John David McCalpin
Research Scientist, High Performance Computing, TACC, University of Texas at Austin


Over the past 40 years, the high performance computing market has been characterized by a sequence of disruptive technologies – mainframes, vector supercomputers, minicomputers, massively parallel systems, RISC microprocessors, x86 microprocessors – each of which has significantly changed the price points and/or price/performance of available systems.   The most recent disruptive technology (GPUs) has stalled after capturing only a fraction of the market, failing to displace x86 processors as the dominant technology.  This talk reviews the underlying technology trends and economics of the HPC market and argues that the current stagnation is due to a common set of architectural assumptions that do not allow designers to address the fundamental technology issues.  For example, as core counts increase, communication and synchronization are increasingly critical for performance, yet neither are actually first-class concepts in any of the current microprocessor architectures.  Instead, they must be implemented as side effects of sequences of ordered memory transactions.  Similarly, data motion through the memory hierarchy is increasingly critical for performance and power efficiency, yet it remains deliberately hidden from the user behind a functionally transparent (but performance-opaque) system of automatic caches.   These architectural features, intended to provide ease of use, instead create a significant barrier to continued improvements in price/performance.  The talk will conclude with a review of proposed architectural extensions would allow designers to more directly address the challenges of communication, synchronization, data motion, and energy consumption.

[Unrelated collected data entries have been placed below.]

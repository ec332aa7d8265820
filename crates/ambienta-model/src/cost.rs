use serde::{Deserialize, Serialize};

/// One priced material row of a breakdown.
///
/// `qty` and `total` are derived values: `qty = qty_per_sqm * area_sqm` and
/// `total = cost_per_sqm * qty`. They are carried explicitly so renderers
/// never redo the arithmetic.
#[derive(Debug, Clone, PartialEq, Serialize, Deserialize)]
pub struct CostItem {
    pub name: String,
    pub unit: String,
    pub qty: f64,
    pub unit_cost: f64,
    pub total: f64,
}

/// Itemized material cost for one variant at its reference area.
///
/// `total` is always the sum of the item totals. No rounding happens here;
/// amounts stay full-precision until formatted for display.
#[derive(Debug, Clone, PartialEq, Serialize, Deserialize)]
pub struct CostBreakdown {
    pub area_sqm: f64,
    pub items: Vec<CostItem>,
    pub total: f64,
}
//! Tiny embedded pixel face for placeholder labels.
//!
//! Placeholder tiles need a short category label without dragging a font
//! rasterizer and a bundled TTF into the build. A 5x7 bitmap face drawn as
//! scaled rectangles covers the catalog's needs; accented characters fold to
//! their base letter first.

use image::{Rgba, RgbaImage};
use imageproc::drawing::draw_filled_rect_mut;
use imageproc::rect::Rect;

/// Glyph cell is 5 columns x 7 rows; each row is a 5-bit pattern.
type Glyph = [u8; 7];

/// Horizontal advance in cells: 5 pixel columns plus 1 of spacing.
const ADVANCE: u32 = 6;

fn glyph(ch: char) -> Option<Glyph> {
    let rows = match ch {
        'A' => [0b01110, 0b10001, 0b10001, 0b11111, 0b10001, 0b10001, 0b10001],
        'B' => [0b11110, 0b10001, 0b10001, 0b11110, 0b10001, 0b10001, 0b11110],
        'C' => [0b01110, 0b10001, 0b10000, 0b10000, 0b10000, 0b10001, 0b01110],
        'D' => [0b11110, 0b10001, 0b10001, 0b10001, 0b10001, 0b10001, 0b11110],
        'E' => [0b11111, 0b10000, 0b10000, 0b11110, 0b10000, 0b10000, 0b11111],
        'F' => [0b11111, 0b10000, 0b10000, 0b11110, 0b10000, 0b10000, 0b10000],
        'G' => [0b01110, 0b10001, 0b10000, 0b10011, 0b10001, 0b10001, 0b01111],
        'H' => [0b10001, 0b10001, 0b10001, 0b11111, 0b10001, 0b10001, 0b10001],
        'I' => [0b01110, 0b00100, 0b00100, 0b00100, 0b00100, 0b00100, 0b01110],
        'J' => [0b00111, 0b00010, 0b00010, 0b00010, 0b00010, 0b10010, 0b01100],
        'K' => [0b10001, 0b10010, 0b10100, 0b11000, 0b10100, 0b10010, 0b10001],
        'L' => [0b10000, 0b10000, 0b10000, 0b10000, 0b10000, 0b10000, 0b11111],
        'M' => [0b10001, 0b11011, 0b10101, 0b10101, 0b10001, 0b10001, 0b10001],
        'N' => [0b10001, 0b11001, 0b10101, 0b10011, 0b10001, 0b10001, 0b10001],
        'O' => [0b01110, 0b10001, 0b10001, 0b10001, 0b10001, 0b10001, 0b01110],
        'P' => [0b11110, 0b10001, 0b10001, 0b11110, 0b10000, 0b10000, 0b10000],
        'Q' => [0b01110, 0b10001, 0b10001, 0b10001, 0b10101, 0b10010, 0b01101],
        'R' => [0b11110, 0b10001, 0b10001, 0b11110, 0b10100, 0b10010, 0b10001],
        'S' => [0b01111, 0b10000, 0b10000, 0b01110, 0b00001, 0b00001, 0b11110],
        'T' => [0b11111, 0b00100, 0b00100, 0b00100, 0b00100, 0b00100, 0b00100],
        'U' => [0b10001, 0b10001, 0b10001, 0b10001, 0b10001, 0b10001, 0b01110],
        'V' => [0b10001, 0b10001, 0b10001, 0b10001, 0b10001, 0b01010, 0b00100],
        'W' => [0b10001, 0b10001, 0b10001, 0b10101, 0b10101, 0b10101, 0b01010],
        'X' => [0b10001, 0b10001, 0b01010, 0b00100, 0b01010, 0b10001, 0b10001],
        'Y' => [0b10001, 0b10001, 0b01010, 0b00100, 0b00100, 0b00100, 0b00100],
        'Z' => [0b11111, 0b00001, 0b00010, 0b00100, 0b01000, 0b10000, 0b11111],
        '0' => [0b01110, 0b10001, 0b10011, 0b10101, 0b11001, 0b10001, 0b01110],
        '1' => [0b00100, 0b01100, 0b00100, 0b00100, 0b00100, 0b00100, 0b01110],
        '2' => [0b01110, 0b10001, 0b00001, 0b00010, 0b00100, 0b01000, 0b11111],
        '3' => [0b11111, 0b00010, 0b00100, 0b00010, 0b00001, 0b10001, 0b01110],
        '4' => [0b00010, 0b00110, 0b01010, 0b10010, 0b11111, 0b00010, 0b00010],
        '5' => [0b11111, 0b10000, 0b11110, 0b00001, 0b00001, 0b10001, 0b01110],
        '6' => [0b00110, 0b01000, 0b10000, 0b11110, 0b10001, 0b10001, 0b01110],
        '7' => [0b11111, 0b00001, 0b00010, 0b00100, 0b01000, 0b01000, 0b01000],
        '8' => [0b01110, 0b10001, 0b10001, 0b01110, 0b10001, 0b10001, 0b01110],
        '9' => [0b01110, 0b10001, 0b10001, 0b01111, 0b00001, 0b00010, 0b01100],
        '-' => [0b00000, 0b00000, 0b00000, 0b11111, 0b00000, 0b00000, 0b00000],
        ' ' => [0b00000; 7],
        _ => return None,
    };
    Some(rows)
}

/// Uppercase, fold Spanish accents to base letters, keep only characters the
/// face covers.
fn label_chars(text: &str) -> Vec<char> {
    text.chars()
        .flat_map(char::to_uppercase)
        .map(|ch| match ch {
            'Á' => 'A',
            'É' => 'E',
            'Í' => 'I',
            'Ó' => 'O',
            'Ú' | 'Ü' => 'U',
            'Ñ' => 'N',
            other => other,
        })
        .filter(|ch| glyph(*ch).is_some())
        .collect()
}

/// Stencil `text` centered on the image, auto-scaling to roughly three
/// quarters of the image width. Unknown characters are dropped; an empty
/// label draws nothing.
pub fn draw_label_centered(img: &mut RgbaImage, text: &str, color: Rgba<u8>) {
    let chars = label_chars(text);
    if chars.is_empty() {
        return;
    }
    let cells = chars.len() as u32 * ADVANCE;
    let scale = (img.width() * 3 / 4 / cells).clamp(1, 8);
    let text_w = cells * scale - scale; // no spacing after the last glyph
    let text_h = 7 * scale;
    let origin_x = img.width().saturating_sub(text_w) / 2;
    let origin_y = img.height().saturating_sub(text_h) / 2;

    for (idx, ch) in chars.iter().enumerate() {
        if let Some(rows) = glyph(*ch) {
            let glyph_x = origin_x + idx as u32 * ADVANCE * scale;
            draw_glyph(img, &rows, glyph_x, origin_y, scale, color);
        }
    }
}

fn draw_glyph(img: &mut RgbaImage, rows: &Glyph, x: u32, y: u32, scale: u32, color: Rgba<u8>) {
    for (row_idx, row) in rows.iter().enumerate() {
        for col_idx in 0..5u32 {
            if row & (0b10000 >> col_idx) != 0 {
                let px = x + col_idx * scale;
                let py = y + row_idx as u32 * scale;
                if px + scale <= img.width() && py + scale <= img.height() {
                    draw_filled_rect_mut(
                        img,
                        Rect::at(px as i32, py as i32).of_size(scale, scale),
                        color,
                    );
                }
            }
        }
    }
}

#[cfg(test)]
mod tests {
    use super::*;
    use image::ImageBuffer;

    const BG: Rgba<u8> = Rgba([0, 0, 0, 255]);
    const FG: Rgba<u8> = Rgba([255, 255, 255, 255]);

    fn lit_pixels(img: &RgbaImage) -> usize {
        img.pixels().filter(|pixel| **pixel == FG).count()
    }

    #[test]
    fn known_characters_have_glyphs() {
        for ch in ('A'..='Z').chain('0'..='9') {
            assert!(glyph(ch).is_some(), "missing glyph for {ch}");
        }
        assert!(glyph('-').is_some());
        assert!(glyph(' ').is_some());
        assert!(glyph('%').is_none());
    }

    #[test]
    fn accents_fold_to_base_letters() {
        assert_eq!(label_chars("Baño"), vec!['B', 'A', 'N', 'O']);
        assert_eq!(label_chars("Contemporáneo"), "CONTEMPORANEO".chars().collect::<Vec<_>>());
        assert_eq!(label_chars("日本"), Vec::<char>::new());
    }

    #[test]
    fn label_marks_pixels() {
        let mut img: RgbaImage = ImageBuffer::from_pixel(160, 120, BG);
        draw_label_centered(&mut img, "sala", FG);
        assert!(lit_pixels(&img) > 0, "label must be visible");
    }

    #[test]
    fn empty_label_draws_nothing() {
        let mut img: RgbaImage = ImageBuffer::from_pixel(160, 120, BG);
        draw_label_centered(&mut img, "@@@", FG);
        assert_eq!(lit_pixels(&img), 0);
    }

    #[test]
    fn long_labels_still_fit() {
        // Wider than the canvas even at scale 1; trailing glyphs clip away
        // but the visible part still renders.
        let mut img: RgbaImage = ImageBuffer::from_pixel(96, 64, BG);
        draw_label_centered(&mut img, "dormitorio infantil", FG);
        assert!(lit_pixels(&img) > 0);
    }
}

John joined Texas Advanced Computing Center (TACC) in 2009 as a Research Scientist in the High Performance Computing Group after a twelve year career in performance analysis and system architecture in the computer industry. His industrial experience includes 3 years at SGI (performance analysis and optimization on the Origin2000 and performance lead on the architecture team for the Altix3000), 6 years at IBM (performance analysis for HPC, processor and system design for Power4/4+ and Power5/5+), and 3 years at AMD (accelerated computing technologies and performance analysis). Prior to his industrial career, John was an oceanographer (Ph.D., Florida State), spending six years as an assistant professor at the University of Delaware engaged in research and teaching on numerical simulation of the large-scale circulation of the oceans.